E ora siamo alla parte finale sulla politica nazionale, dove peraltro i risentimenti personali di certo non scarseggiano. Bersani, oggi su Repubblica, ad una domanda sul fuoco amico lamentato da Renzi, risponde con sarcasmo che Renzi: “È il campione mondiale del fuoco amico”. Per dire dei risentimenti e dei personalismi nel centrosinistra nazionale.
Io non ho certo guardato con dispiacere alla scissione dal Pd promossa da Mdp, poi LeU. Ritenevo che Renzi stesse introducendo una importante, per me negativa, mutazione nel partito, trasformandolo in un partito personale, centrista e liberale. Nulla di male, ma non era stata questa la missione alla base della nascita del Partito democratico, del quale il riformismo socialista – comunista era stato una componente fondante. Ora, però, il problema è questo: siamo in una fase di pericolosa regressione conservatrice, se non proprio reazionaria, in ampie fasce di elettorato italiano ed europeo. Lo dicono non i sondaggi, che pure contano, ma i recenti risultati alle europee e nelle votazioni locali. In Italia questa regressione politica trova asilo, ed è alimentata, dalla Lega di Salvini. Un’altra fase storica nella quale questi fenomeni regressivi si sono manifestati in Europa è stata rappresentata dagli venti e trenta del secolo scorso. In quella fase, all’avvento dei fascismi contribuì non poco la tendenza al suicidio politico delle forze popolari e socialiste. Segue da questa breve considerazione, che quel tanto di politicismo che emerge dall’intervista di Bersani è fuori luogo nonché inaccettabile. In sostanza, anche un bambino oggi comprende che una forza del 2%, quale è attualmente Mdp, non ha più ragion d’essere, a fortiori dopo l’uscita di Renzi dal Pd. Dunque, che Bersani, e suppongo pure Speranza, ritengano di non poter rientrare nel Pd se non inventandosi i soliti grandiosi processi costituenti, di idee e progetti, per fare cose nuove “perché questo Pd non basta” e liturgie similari, ancora una volta, può essere materia appassionante per il ceto politico, dubito molto possa esserlo invece per i cittadini, elettori e non del centrosinistra.

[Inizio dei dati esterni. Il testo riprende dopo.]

//! Configuration traits and utilities.

use std::path::Path;

use serde::de::DeserializeOwned;
use tesla_bridge_common::EnvVars;

use crate::error::{BridgeError, Result};
use crate::{LoggingConfig, MqttConfig};

/// Trait for bridge configuration types.
///
/// Implement this trait for your bridge's configuration struct to get
/// layered loading (defaults, JSON5 file, environment) and validation.
///
/// # Example
///
/// ```ignore
/// use serde::Deserialize;
/// use tesla_bridge_framework::{BridgeConfig, BridgeError, LoggingConfig, MqttConfig};
///
/// #[derive(Debug, Default, Deserialize)]
/// #[serde(default)]
/// pub struct MyBridgeConfig {
///     pub mqtt: MqttConfig,
///     pub logging: LoggingConfig,
///     pub devices: Vec<String>,
/// }
///
/// impl BridgeConfig for MyBridgeConfig {
///     fn mqtt(&self) -> &MqttConfig {
///         &self.mqtt
///     }
///
///     fn logging(&self) -> &LoggingConfig {
///         &self.logging
///     }
///
///     fn apply_env(&mut self, vars: &EnvVars) -> Result<()> {
///         self.mqtt.apply_env(vars)?;
///         Ok(())
///     }
///
///     fn validate(&self) -> Result<()> {
///         if self.devices.is_empty() {
///             return Err(BridgeError::validation("At least one device required"));
///         }
///         Ok(())
///     }
/// }
/// ```
pub trait BridgeConfig: Sized + DeserializeOwned + Default {
    /// Get the MQTT broker configuration.
    fn mqtt(&self) -> &MqttConfig;

    /// Get the logging configuration.
    fn logging(&self) -> &LoggingConfig;

    /// Get the topic prefix for this bridge.
    fn topic_prefix(&self) -> &str {
        &self.mqtt().topic_prefix
    }

    /// Overlay environment-style key/value settings.
    fn apply_env(&mut self, vars: &EnvVars) -> Result<()>;

    /// Validate the configuration.
    ///
    /// Called automatically after loading. Override to add custom validation,
    /// but keep the broker checks.
    fn validate(&self) -> Result<()> {
        self.mqtt().validate()?;
        Ok(())
    }

    /// Build the configuration from defaults, an optional JSON5 file and
    /// environment settings (in that order), then validate it.
    fn from_sources(path: Option<&Path>, vars: &EnvVars) -> Result<Self> {
        let mut config = match path {
            Some(path) => Self::read_file(path)?,
            None => Self::default(),
        };

        config.apply_env(vars)?;
        config.validate()?;

        Ok(config)
    }

    #[doc(hidden)]
    fn read_file(path: &Path) -> Result<Self> {
        if !path.exists() {
            return Err(BridgeError::ConfigNotFound {
                path: path.display().to_string(),
            });
        }

        let content = std::fs::read_to_string(path)?;
        let config: Self = json5::from_str(&content)?;
        Ok(config)
    }
}

#[cfg(test)]
mod tests {
    use super::*;
    use serde::Deserialize;
    use std::collections::HashMap;

    #[derive(Debug, Default, Deserialize)]
    #[serde(default)]
    struct TestConfig {
        mqtt: MqttConfig,
        logging: LoggingConfig,
        devices: Vec<String>,
    }

    impl BridgeConfig for TestConfig {
        fn mqtt(&self) -> &MqttConfig {
            &self.mqtt
        }

        fn logging(&self) -> &LoggingConfig {
            &self.logging
        }

        fn apply_env(&mut self, vars: &EnvVars) -> Result<()> {
            self.mqtt.apply_env(vars)?;
            self.logging.apply_env(vars)?;
            Ok(())
        }
    }

    #[test]
    fn test_config_not_found() {
        let result =
            TestConfig::from_sources(Some(Path::new("/nonexistent/path.json5")), &EnvVars::new());
        assert!(matches!(result, Err(BridgeError::ConfigNotFound { .. })));
    }

    #[test]
    fn test_from_env_only() {
        let vars: EnvVars = HashMap::from([
            ("MQTT_HOST".to_string(), "broker".to_string()),
            ("LOG_LEVEL".to_string(), "warn".to_string()),
        ]);

        let config = TestConfig::from_sources(None, &vars).unwrap();

        assert_eq!(config.mqtt.host, "broker");
        assert_eq!(config.logging.level, "warn");
        assert_eq!(config.topic_prefix(), "myteslamate/cars");
        assert!(config.devices.is_empty());
    }

    #[test]
    fn test_invalid_env_is_fatal() {
        let vars: EnvVars = HashMap::from([("MQTT_QOS".to_string(), "7".to_string())]);

        let result = TestConfig::from_sources(None, &vars);
        assert!(matches!(result, Err(BridgeError::ConfigValidation(_))));
    }
}
//! Error types for the bridging engine.

use thiserror::Error;

use tesla_bridge_common::VehicleStatus;
use tesla_bridge_framework::BridgeError;

/// Invalid or missing startup settings.
#[derive(Debug, Error, Clone, PartialEq, Eq)]
pub enum ConfigError {
    #[error("At least one vehicle must be configured (VIN_CAR_1 .. VIN_CAR_9)")]
    NoVehicles,

    #[error("TESLA_API_TOKEN is required")]
    MissingToken,

    #[error("Stream URI '{0}' must be a ws:// or wss:// URL")]
    InvalidStreamUri(String),

    #[error("Car number {0} is outside 1..=9")]
    CarNumberOutOfRange(u8),

    #[error("Car number {0} is configured more than once")]
    DuplicateCarNumber(u8),

    #[error("Vehicle for car {0} has an empty identifier")]
    EmptyVin(u8),

    #[error("{0} must be positive")]
    NotPositive(&'static str),

    #[error("{setting} must be at most {max} seconds")]
    TooLong { setting: &'static str, max: u64 },
}

impl From<ConfigError> for BridgeError {
    fn from(err: ConfigError) -> Self {
        BridgeError::validation(err.to_string())
    }
}

/// A field whose value does not fit its field class.
#[derive(Debug, Error, Clone, PartialEq, Eq)]
#[error("Malformed value for field {field}: {reason}")]
pub struct MalformedFieldError {
    pub field: String,
    pub reason: String,
}

impl MalformedFieldError {
    pub fn new(field: impl Into<String>, reason: impl Into<String>) -> Self {
        Self {
            field: field.into(),
            reason: reason.into(),
        }
    }
}

/// A stream message that could not be decoded at all.
#[derive(Debug, Error, Clone, PartialEq, Eq)]
pub enum FrameError {
    #[error("Frame is not valid JSON: {0}")]
    InvalidJson(String),

    #[error("Frame is not a JSON object")]
    NotAnObject,

    #[error("Unexpected binary frame ({0} bytes)")]
    Binary(usize),
}

/// Reasons a streaming session ends and enters backoff.
#[derive(Debug, Error, Clone, PartialEq, Eq)]
pub enum SessionError {
    #[error("Connection failed: {0}")]
    Connect(String),

    #[error("Connection timed out after {0}s")]
    ConnectTimeout(u64),

    #[error("No subscription acknowledgment within {0}s")]
    SubscribeTimeout(u64),

    #[error("Subscription rejected: {0}")]
    Rejected(String),

    #[error("Stream closed by server")]
    Closed,

    #[error("Transport error: {0}")]
    Transport(String),

    #[error("No traffic within keepalive deadline")]
    KeepaliveTimeout,

    #[error("{0} consecutive malformed frames")]
    TooManyDecodeErrors(u32),

    #[error("Vehicle unavailable: {0}")]
    VehicleUnavailable(VehicleStatus),
}

impl SessionError {
    /// Status published for the vehicle when the session ends with this error.
    pub fn vehicle_status(&self) -> VehicleStatus {
        match self {
            SessionError::Closed => VehicleStatus::Disconnected,
            SessionError::VehicleUnavailable(status) => *status,
            _ => VehicleStatus::Error,
        }
    }
}

#[cfg(test)]
mod tests {
    use super::*;

    #[test]
    fn test_session_error_status() {
        assert_eq!(SessionError::Closed.vehicle_status(), VehicleStatus::Disconnected);
        assert_eq!(
            SessionError::KeepaliveTimeout.vehicle_status(),
            VehicleStatus::Error
        );
        assert_eq!(
            SessionError::VehicleUnavailable(VehicleStatus::VehicleOffline).vehicle_status(),
            VehicleStatus::VehicleOffline
        );
    }

    #[test]
    fn test_config_error_becomes_validation() {
        let err: BridgeError = ConfigError::NoVehicles.into();
        assert!(matches!(err, BridgeError::ConfigValidation(_)));
    }
}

E chiudiamo il post con Renzi. È uno dei politici che più mi stanno sui co…. ma, dovrebbe essere chiaro dal pericoloso quadro politico italiano, non è questo il momento in cui lasciar trionfare i settarismi. Il nuovo partito – movimento di Renzi è, e dovrà essere, parte integrante del centrosinistra. Oggi abbiamo letto il primo sondaggio – analisi, da D’Alimonte sul Sole 24 ore, in cui emerge la possibilità che il partito di Renzi riesca a drenare voti moderati anche dal centrodestra. Se questa operazione avesse successo e se dunque non si trattasse solo di una piccola redistribuzione di consenso interna al centrosinistra, allora la scissione avrebbe svolto un buon compito nell’ottica di frenare l’ascesa al potere della estrema destra in Italia. Certo, da quel che per ora si vede, anche dai movimenti osservati in Basilicata, ad oggi anche questa scissione sembra una grande operazione da ceto politico in cerca di sopravvivenza. Basti dire a mo’ di esempio che in questa regione, oltre a De Filippo, Renziano della seconda o terza ora, e a un gruppo di valorosi Renziani della prima, starebbero meditando l’abbandono (definitivo) del Pd anche Marcello Pittella, accompagnato eventualmente da Mario Polese e da Luca Braia. Cioè, il solito notabilato clientelare meridionale, avendo ormai spazi ridotti quasi a zero nel Pd, medita di saltare sul carro della nuova rivoluzione.
E con questo, per ora, ho detto tutto.